** Records provided follows **

use crate::tracing::RequestId;
use axum::{
    extract::Request,
    http::{header::HeaderName, HeaderValue},
    middleware::Next,
    response::Response,
};
use tracing::Instrument;

/// Header carrying the correlation id in both directions
pub const REQUEST_ID_HEADER: &str = "x-request-id";

const MAX_REQUEST_ID_LEN: usize = 128;

/// Caller-supplied id, if it is short, non-blank and header-safe.
fn inbound_request_id(request: &Request) -> Option<String> {
    let raw = request.headers().get(REQUEST_ID_HEADER)?.to_str().ok()?.trim();
    if raw.is_empty() || raw.len() > MAX_REQUEST_ID_LEN {
        return None;
    }
    Some(raw.to_owned())
}

/// Tags every request with an id: the caller's when usable, a fresh UUID
/// otherwise. The id is echoed on the response, stored as an extension and
/// scoped for `ResponseMeta`.
pub async fn request_id_middleware(mut request: Request, next: Next) -> Response {
    let request_id = inbound_request_id(&request)
        .map(RequestId::new)
        .unwrap_or_default();
    let header_name = HeaderName::from_static(REQUEST_ID_HEADER);
    let header_value = HeaderValue::from_str(request_id.as_str()).ok();

    if let Some(value) = &header_value {
        request.headers_mut().insert(header_name.clone(), value.clone());
    }
    request.extensions_mut().insert(request_id.clone());

    let span = tracing::info_span!(
        "warehouse.request",
        request_id = %request_id,
        method = %request.method(),
        path = %request.uri().path(),
    );

    let mut response = crate::tracing::scope_request_id(
        request_id,
        next.run(request).instrument(span),
    )
    .await;

    if let Some(value) = header_value {
        response.headers_mut().insert(header_name, value);
    }
    response
}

** End of Records provided **

◆ **Aim of the exercise**: Tell how many lines of the entries above include "clone". The answer should be the number and nothing more.

◆ **Solved exercise**: 2